Embodiment vs. Emplacement
"Attention beyond the limits of body-mind relationship. ‘While the paradigm of “embodiment” implies an integration of mind and body, the emergent paradigm of “emplacement” suggests the sensuous (relating to or affecting the senses) interrelationship of body-mind-environment" (Pink 2005, 7).
I open to spirit. Welcoming, allowing, listening. Submitting to being. Drawing nearer, movement and sensation, I dance. I listen. I dance. Gathering sound, I hold moments curated by history. Holding movements carried through time, marking my body with the rhythms of my ancestors. Process welcomes me, as I welcome it. Wandering and wondering towards a deeper understanding of what is.
Wandering with spirit: Here I sat for a time. Quietly observing the intricacies of nature's place-making. Here home small communities amongst the grooves of the tightly textured trunk. Hollowed cavities fill with life, breezes, and water. Seeing and learning in tandem. I interrogated the idea of lens here, considering that the broader the lens, the less detail to be seen, as the lens moves closer and the scope narrows, there is more to observe.

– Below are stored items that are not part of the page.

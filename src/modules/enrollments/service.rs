use chrono::{DateTime, Utc};
use registrar_core::{AppError, PaginationParams};
use registrar_db::{RecordStore, StoreError};
use registrar_models::{
    Enrollment, EnrollmentId, EnrollmentResponse, LecturerId, SessionOfferingId, StudentId,
};
use tracing::{info, instrument};
use uuid::Uuid;

use crate::metrics::{
    track_enrollment_created, track_enrollment_rejected, track_enrollment_withdrawn,
};
use crate::utils::auth_helpers::lecturer_offering;
use crate::utils::errors::{store_failure, store_internal};

const COMPONENT: &str = "module/enrollment";

pub const ALREADY_ENROLLED: &str = "You have already enrolled in this session";
pub const INVALID_TIME_TO_ENROLL: &str = "Invalid Time To Enroll";
pub const NOT_YOUR_PROGRAM: &str = "This Session Is Not For Your Program";
pub const ENROLLMENT_NOT_FOUND: &str = "Enrollment not found";

pub struct EnrollmentService;

impl EnrollmentService {
    /// Enrolls a student into a session offering.
    ///
    /// Checks run in a fixed order and the first failure wins: student,
    /// offering, duplicate, enrollment window, program. The enrollment and
    /// its empty result row are then written together.
    #[instrument(skip(store))]
    pub async fn enroll(
        store: &dyn RecordStore,
        student_id: StudentId,
        offering_id: SessionOfferingId,
        now: DateTime<Utc>,
    ) -> Result<EnrollmentResponse, AppError> {
        let student = store
            .get_student(student_id)
            .await
            .map_err(|e| store_internal(e, COMPONENT, "Enroll/GetOneStudent"))?;

        let session = store
            .get_session_offering(offering_id)
            .await
            .map_err(|e| store_internal(e, COMPONENT, "Enroll/GetOneSession"))?;

        let existing = store
            .find_active_enrollment(student_id, offering_id)
            .await
            .map_err(|e| store_internal(e, COMPONENT, "Enroll/GetOneStudentEnroll"))?;
        if existing.is_some() {
            return Err(reject("duplicate", ALREADY_ENROLLED, "Enroll/CheckDuplicate"));
        }

        let intake = store
            .get_intake(session.intake_id)
            .await
            .map_err(|e| store_internal(e, COMPONENT, "Enroll/GetOneIntake"))?;
        if !intake.is_enrollment_open(now) {
            return Err(reject("window", INVALID_TIME_TO_ENROLL, "Enroll/CheckTime"));
        }

        if session.program_id != student.program_id {
            return Err(reject("program", NOT_YOUR_PROGRAM, "Enroll/CheckProgram"));
        }

        let (enrollment, _result) = store
            .create_enrollment(student_id, offering_id, student_id.into_inner())
            .await
            .map_err(|e| match e {
                StoreError::Conflict(_) => {
                    reject("duplicate", ALREADY_ENROLLED, "Enroll/InsertStudentEnroll")
                }
                other => store_internal(other, COMPONENT, "Enroll/InsertStudentEnroll"),
            })?;

        track_enrollment_created();
        info!(enrollment_id = %enrollment.id, "Student enrolled");

        Ok(EnrollmentResponse {
            enrollment,
            session,
            student,
        })
    }

    /// Withdraws an active enrollment together with its results.
    #[instrument(skip(store))]
    pub async fn withdraw(
        store: &dyn RecordStore,
        id: EnrollmentId,
        actor: Uuid,
    ) -> Result<(), AppError> {
        let results = store
            .withdraw_enrollment(id, actor)
            .await
            .map_err(|e| {
                store_failure(e, ENROLLMENT_NOT_FOUND, COMPONENT, "Withdraw/DeleteStudentEnroll")
            })?;

        track_enrollment_withdrawn();
        info!(enrollment_id = %id, results, "Enrollment withdrawn");
        Ok(())
    }

    #[instrument(skip(store))]
    pub async fn get_enrollment(
        store: &dyn RecordStore,
        id: EnrollmentId,
    ) -> Result<EnrollmentResponse, AppError> {
        let enrollment = store
            .get_enrollment(id)
            .await
            .map_err(|e| {
                store_failure(e, ENROLLMENT_NOT_FOUND, COMPONENT, "GetOne/GetOneStudentEnroll")
            })?;
        let session = store
            .get_session_offering(enrollment.session_offering_id)
            .await
            .map_err(|e| store_internal(e, COMPONENT, "GetOne/GetOneSession"))?;
        let student = store
            .get_student(enrollment.student_id)
            .await
            .map_err(|e| store_internal(e, COMPONENT, "GetOne/GetOneStudent"))?;

        Ok(EnrollmentResponse {
            enrollment,
            session,
            student,
        })
    }

    #[instrument(skip(store))]
    pub async fn list_for_student(
        store: &dyn RecordStore,
        student_id: StudentId,
        page: &PaginationParams,
    ) -> Result<Vec<Enrollment>, AppError> {
        store
            .list_enrollments_by_student(student_id, page)
            .await
            .map_err(|e| store_internal(e, COMPONENT, "ListByStudent/GetStudentEnrolls"))
    }

    /// Enrollments of an offering taught by `lecturer_id`.
    #[instrument(skip(store))]
    pub async fn list_for_offering(
        store: &dyn RecordStore,
        lecturer_id: LecturerId,
        offering_id: SessionOfferingId,
        page: &PaginationParams,
    ) -> Result<Vec<Enrollment>, AppError> {
        lecturer_offering(store, lecturer_id, offering_id).await?;

        store
            .list_enrollments_by_offering(offering_id, page)
            .await
            .map_err(|e| store_internal(e, COMPONENT, "ListBySession/GetStudentEnrolls"))
    }
}

fn reject(reason: &'static str, message: &'static str, operation: &str) -> AppError {
    track_enrollment_rejected(reason);
    AppError::domain(message).tagged(COMPONENT, operation)
}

Collage (Collaging) - Doing: The use of collaging as an arts-based method in qualitative inquiry projects involves a researcher or participant/s identifying compelling images, words, scraps, textured materials, and fragments, extracting those materials from the original context, and rearranging them in new displays.
An assemblage that explores and may represent a sensorial experience, investigation, or wandering through the collecting of images. I explore collating in digital and non-digital spaces.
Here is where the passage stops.